Click on the arrows to vote for the correct answer

A. B. C. D.

Answer: A.

Option A is correct - DynamoDB provides some flexibility in your per-partition throughput provisioning by providing burst capacity.

DynamoDB reserves a portion of that unused capacity for later bursts of throughput to handle usage spikes.

https://docs.aws.amazon.com/amazondynamodb/latest/developerguide/bp-partition-key-design.html#bp-partition-key-partitions-adaptive

Option B is incorrect -Adaptive Capacity enables your application to continue reading and writing to hot partitions without being throttled, provided that traffic does not exceed your table's total provisioned capacity or the partition maximum capacity.

https://docs.aws.amazon.com/amazondynamodb/latest/developerguide/bp-partition-key-design.html#bp-partition-key-partitions-adaptive

DynamoDB is a highly available, fully managed NoSQL database service provided by Amazon Web Services (AWS) that can handle massive amounts of data and millions of requests per second. It is designed to provide fast and predictable performance for workloads of any scale. KindleYou is a social search mobile app that is heavily accessed by users and uses DynamoDB to support its operations.

The DynamoDB table used by KindleYou has 60 partitions and is being heavily accessed by users. However, the queries run by users do not fully use the per-partition's throughput, and occasionally, a heavy load of queries flows in within three minutes. Additionally, there are background tasks running in the background.

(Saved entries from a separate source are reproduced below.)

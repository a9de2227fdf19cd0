//! In-process stand-in for `libformbd`.
//!
//! `StubEngine` keeps just enough state to behave like the real engine at the
//! boundary (paths that exist, which handles are live, what each cursor still
//! has to yield) and counts every call so tests can assert exactly how often
//! the bridge reached native code.

use std::collections::{HashMap, HashSet, VecDeque};
use std::ffi::c_void;
use std::sync::atomic::{AtomicUsize, Ordering};
use std::sync::{Mutex, MutexGuard, PoisonError};

use super::{Constructed, NativeEngine, RawHandle, StatusCode};
use crate::status::Status;

/// Native entry points, for call counting and failure injection.
#[derive(Debug, Clone, Copy, PartialEq, Eq, Hash)]
pub enum Call {
    Init,
    Cleanup,
    Open,
    Create,
    Close,
    TxnBegin,
    TxnCommit,
    TxnRollback,
    QueryExecute,
    CursorNext,
    CursorClose,
}

const CALL_KINDS: usize = 11;

#[derive(Debug, Clone, Copy, PartialEq, Eq)]
enum Kind {
    Database,
    Transaction,
    Cursor,
}

#[derive(Default)]
struct State {
    paths: HashSet<Vec<u8>>,
    live: HashMap<usize, Kind>,
    cursors: HashMap<usize, VecDeque<Vec<u8>>>,
    drained: HashSet<usize>,
    documents: Vec<Vec<u8>>,
    failures: HashMap<Call, StatusCode>,
    stray_handle_on_failure: bool,
    misreported_written: Option<u64>,
}

/// Instrumented fake engine.
pub struct StubEngine {
    state: Mutex<State>,
    calls: [AtomicUsize; CALL_KINDS],
    threads: Mutex<HashMap<Call, Option<String>>>,
    past_exhaustion: AtomicUsize,
    next_id: AtomicUsize,
}

impl Default for StubEngine {
    fn default() -> Self {
        Self::new()
    }
}

impl StubEngine {
    pub fn new() -> Self {
        Self {
            state: Mutex::new(State::default()),
            calls: std::array::from_fn(|_| AtomicUsize::new(0)),
            threads: Mutex::new(HashMap::new()),
            past_exhaustion: AtomicUsize::new(0),
            next_id: AtomicUsize::new(1),
        }
    }

    /// Documents every subsequent query yields, in order.
    pub fn with_documents<I, D>(self, documents: I) -> Self
    where
        I: IntoIterator<Item = D>,
        D: Into<Vec<u8>>,
    {
        self.set_documents(documents);
        self
    }

    pub fn set_documents<I, D>(&self, documents: I)
    where
        I: IntoIterator<Item = D>,
        D: Into<Vec<u8>>,
    {
        self.state().documents = documents.into_iter().map(Into::into).collect();
    }

    /// Marks `path` as an existing database file.
    pub fn with_existing_path(self, path: impl Into<Vec<u8>>) -> Self {
        self.state().paths.insert(path.into());
        self
    }

    /// The next call to `call` returns `status` instead of doing its work.
    pub fn fail_next(&self, call: Call, status: Status) {
        self.fail_next_code(call, status.code());
    }

    /// Like [`fail_next`](Self::fail_next) with a raw, possibly unknown, code.
    pub fn fail_next_code(&self, call: Call, code: StatusCode) {
        self.state().failures.insert(call, code);
    }

    /// Failed constructors still write a (live) handle into the out-slot.
    pub fn hand_out_handle_on_failure(&self) {
        self.state().stray_handle_on_failure = true;
    }

    /// The next successful `cursor_next` reports `written` regardless of the
    /// buffer it was given.
    pub fn misreport_next_written(&self, written: u64) {
        self.state().misreported_written = Some(written);
    }

    pub fn calls(&self, call: Call) -> usize {
        self.calls[call as usize].load(Ordering::SeqCst)
    }

    /// Name of the thread that last made `call`. `None` if it was never made
    /// or the thread is unnamed.
    pub fn last_thread(&self, call: Call) -> Option<String> {
        self.threads
            .lock()
            .unwrap_or_else(PoisonError::into_inner)
            .get(&call)
            .cloned()
            .flatten()
    }

    /// `cursor_next` calls made on a cursor that had already reported
    /// `not_found`.
    pub fn calls_past_exhaustion(&self) -> usize {
        self.past_exhaustion.load(Ordering::SeqCst)
    }

    /// Handles handed out and not yet closed, committed or rolled back.
    pub fn live_handles(&self) -> usize {
        self.state().live.len()
    }

    pub fn is_live(&self, handle: RawHandle) -> bool {
        self.state().live.contains_key(&Self::id(handle))
    }

    fn state(&self) -> MutexGuard<'_, State> {
        self.state.lock().unwrap_or_else(PoisonError::into_inner)
    }

    fn record(&self, call: Call) {
        let thread = std::thread::current().name().map(str::to_owned);
        self.threads
            .lock()
            .unwrap_or_else(PoisonError::into_inner)
            .insert(call, thread);
        self.calls[call as usize].fetch_add(1, Ordering::SeqCst);
    }

    fn id(handle: RawHandle) -> usize {
        handle.as_ptr() as usize >> 4
    }

    fn allocate(&self, state: &mut State, kind: Kind) -> RawHandle {
        let id = self.next_id.fetch_add(1, Ordering::SeqCst);
        state.live.insert(id, kind);
        RawHandle::from_ptr((id << 4) as *mut c_void).expect("stub handle ids start at 1")
    }

    fn injected(&self, state: &mut State, call: Call, kind: Kind) -> Option<Constructed> {
        let code = state.failures.remove(&call)?;
        let stray = state
            .stray_handle_on_failure
            .then(|| self.allocate(state, kind));
        Some((code, stray))
    }

    fn injected_status(state: &mut State, call: Call) -> Option<StatusCode> {
        state.failures.remove(&call)
    }

    fn release(state: &mut State, handle: RawHandle, kind: Kind) -> StatusCode {
        let id = Self::id(handle);
        if state.live.get(&id) != Some(&kind) {
            return Status::InvalidArg.code();
        }
        state.live.remove(&id);
        Status::Ok.code()
    }

    fn has(state: &State, handle: RawHandle, kind: Kind) -> bool {
        state.live.get(&Self::id(handle)) == Some(&kind)
    }
}

impl NativeEngine for StubEngine {
    fn init(&self) -> StatusCode {
        self.record(Call::Init);
        Self::injected_status(&mut self.state(), Call::Init).unwrap_or(Status::Ok.code())
    }

    fn cleanup(&self) {
        self.record(Call::Cleanup);
    }

    fn open(&self, path: &[u8]) -> Constructed {
        self.record(Call::Open);
        let mut state = self.state();
        if let Some(injected) = self.injected(&mut state, Call::Open, Kind::Database) {
            return injected;
        }
        if path.is_empty() {
            return (Status::InvalidArg.code(), None);
        }
        if !state.paths.contains(path) {
            return (Status::NotFound.code(), None);
        }
        (Status::Ok.code(), Some(self.allocate(&mut state, Kind::Database)))
    }

    fn create(&self, path: &[u8], block_count: u64) -> Constructed {
        self.record(Call::Create);
        let mut state = self.state();
        if let Some(injected) = self.injected(&mut state, Call::Create, Kind::Database) {
            return injected;
        }
        if path.is_empty() || block_count == 0 {
            return (Status::InvalidArg.code(), None);
        }
        if !state.paths.insert(path.to_vec()) {
            return (Status::AlreadyExists.code(), None);
        }
        (Status::Ok.code(), Some(self.allocate(&mut state, Kind::Database)))
    }

    fn close(&self, db: RawHandle) -> StatusCode {
        self.record(Call::Close);
        let mut state = self.state();
        if let Some(code) = Self::injected_status(&mut state, Call::Close) {
            return code;
        }
        Self::release(&mut state, db, Kind::Database)
    }

    fn txn_begin(&self, db: RawHandle) -> Constructed {
        self.record(Call::TxnBegin);
        let mut state = self.state();
        if let Some(injected) = self.injected(&mut state, Call::TxnBegin, Kind::Transaction) {
            return injected;
        }
        if !Self::has(&state, db, Kind::Database) {
            return (Status::InvalidArg.code(), None);
        }
        (Status::Ok.code(), Some(self.allocate(&mut state, Kind::Transaction)))
    }

    fn txn_commit(&self, txn: RawHandle) -> StatusCode {
        self.record(Call::TxnCommit);
        let mut state = self.state();
        if let Some(code) = Self::injected_status(&mut state, Call::TxnCommit) {
            return code;
        }
        Self::release(&mut state, txn, Kind::Transaction)
    }

    fn txn_rollback(&self, txn: RawHandle) -> StatusCode {
        self.record(Call::TxnRollback);
        let mut state = self.state();
        if let Some(code) = Self::injected_status(&mut state, Call::TxnRollback) {
            // A failed rollback still ends the transaction on the engine side.
            Self::release(&mut state, txn, Kind::Transaction);
            return code;
        }
        Self::release(&mut state, txn, Kind::Transaction)
    }

    fn query_execute(&self, db: RawHandle, query: &[u8], _provenance: &[u8]) -> Constructed {
        self.record(Call::QueryExecute);
        let mut state = self.state();
        if let Some(injected) = self.injected(&mut state, Call::QueryExecute, Kind::Cursor) {
            return injected;
        }
        if !Self::has(&state, db, Kind::Database) || query.is_empty() {
            return (Status::InvalidArg.code(), None);
        }
        let cursor = self.allocate(&mut state, Kind::Cursor);
        let documents = state.documents.iter().cloned().collect();
        state.cursors.insert(Self::id(cursor), documents);
        (Status::Ok.code(), Some(cursor))
    }

    fn cursor_next(&self, cursor: RawHandle, buffer: &mut [u8], written: &mut u64) -> StatusCode {
        self.record(Call::CursorNext);
        let mut state = self.state();
        if let Some(code) = Self::injected_status(&mut state, Call::CursorNext) {
            return code;
        }
        if !Self::has(&state, cursor, Kind::Cursor) {
            return Status::InvalidArg.code();
        }
        if let Some(reported) = state.misreported_written.take() {
            *written = reported;
            return Status::Ok.code();
        }
        let id = Self::id(cursor);
        match state.cursors.get_mut(&id).and_then(VecDeque::pop_front) {
            Some(document) => {
                // Oversized documents are reported at full length but not copied.
                if document.len() <= buffer.len() {
                    buffer[..document.len()].copy_from_slice(&document);
                }
                *written = document.len() as u64;
                Status::Ok.code()
            }
            None => {
                if !state.drained.insert(id) {
                    self.past_exhaustion.fetch_add(1, Ordering::SeqCst);
                }
                Status::NotFound.code()
            }
        }
    }

    fn cursor_close(&self, cursor: RawHandle) {
        self.record(Call::CursorClose);
        let mut state = self.state();
        let id = Self::id(cursor);
        state.cursors.remove(&id);
        state.drained.remove(&id);
        Self::release(&mut state, cursor, Kind::Cursor);
    }
}

#[cfg(test)]
mod tests {
    use super::*;

    #[test]
    fn test_open_requires_existing_path() {
        let engine = StubEngine::new().with_existing_path("/data/a");
        assert_eq!(engine.open(b"/data/missing").0, Status::NotFound.code());
        let (code, handle) = engine.open(b"/data/a");
        assert_eq!(code, Status::Ok.code());
        assert!(engine.is_live(handle.unwrap()));
        assert_eq!(engine.calls(Call::Open), 2);
    }

    #[test]
    fn test_injected_failure_is_one_shot() {
        let engine = StubEngine::new();
        engine.fail_next(Call::Create, Status::IoError);
        assert_eq!(engine.create(b"/x", 1), (Status::IoError.code(), None));
        assert_eq!(engine.create(b"/x", 1).0, Status::Ok.code());
    }

    #[test]
    fn test_cursor_yields_documents_then_not_found() {
        let engine = StubEngine::new().with_documents(["{\"a\":1}"]);
        let (_, db) = engine.create(b"/db", 4);
        let (_, cursor) = engine.query_execute(db.unwrap(), b"SELECT *", b"{}");
        let cursor = cursor.unwrap();
        let mut buffer = [0u8; 32];
        let mut written = 0;
        assert_eq!(engine.cursor_next(cursor, &mut buffer, &mut written), 0);
        assert_eq!(&buffer[..written as usize], b"{\"a\":1}");
        assert_eq!(
            engine.cursor_next(cursor, &mut buffer, &mut written),
            Status::NotFound.code()
        );
        assert_eq!(engine.calls_past_exhaustion(), 0);
        engine.cursor_next(cursor, &mut buffer, &mut written);
        assert_eq!(engine.calls_past_exhaustion(), 1);
    }

    #[test]
    fn test_released_handles_are_rejected() {
        let engine = StubEngine::new();
        let (_, db) = engine.create(b"/db", 4);
        let (_, txn) = engine.txn_begin(db.unwrap());
        let txn = txn.unwrap();
        assert_eq!(engine.txn_commit(txn), Status::Ok.code());
        assert_eq!(engine.txn_commit(txn), Status::InvalidArg.code());
        assert_eq!(engine.live_handles(), 1);
    }
}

To handle the workload, DynamoDB uses Burst Capacity effectively. Burst Capacity is a feature of DynamoDB that allows a table or partition to temporarily burst beyond its provisioned capacity to handle spikes in traffic. It is available for all read and write operations, and it is based on a credit system that accumulates over time. When the credit balance is exhausted, the table or partition returns to its provisioned capacity. Burst Capacity helps DynamoDB maintain predictable performance even during sudden traffic spikes.

DynamoDB also uses Adaptive Capacity to automatically adjust the amount of provisioned capacity allocated to a table or partition based on its usage patterns. Adaptive Capacity can increase or decrease capacity without requiring any manual intervention, allowing DynamoDB to handle sudden changes in traffic or workload. It is useful for workloads that are unpredictable or have varying levels of demand.

Designing Partition Keys to distribute workload evenly is also an effective way to handle the workload in DynamoDB. By using an optimal partition key, the workload can be evenly distributed across multiple partitions, allowing DynamoDB to achieve maximum performance and throughput.

Using Write Sharding to Distribute Workloads Evenly is another technique that can be used to distribute the workload across multiple partitions. Write sharding is a method of dividing the workload into smaller pieces and distributing it across multiple partitions. Each partition is responsible for a specific subset of the data, reducing the likelihood of contention and improving performance.

In summary, DynamoDB handles the workload of KindleYou by using Burst Capacity effectively, using Adaptive Capacity to automatically adjust provisioned capacity, designing partition keys to distribute the workload evenly, and using Write Sharding to distribute workloads evenly.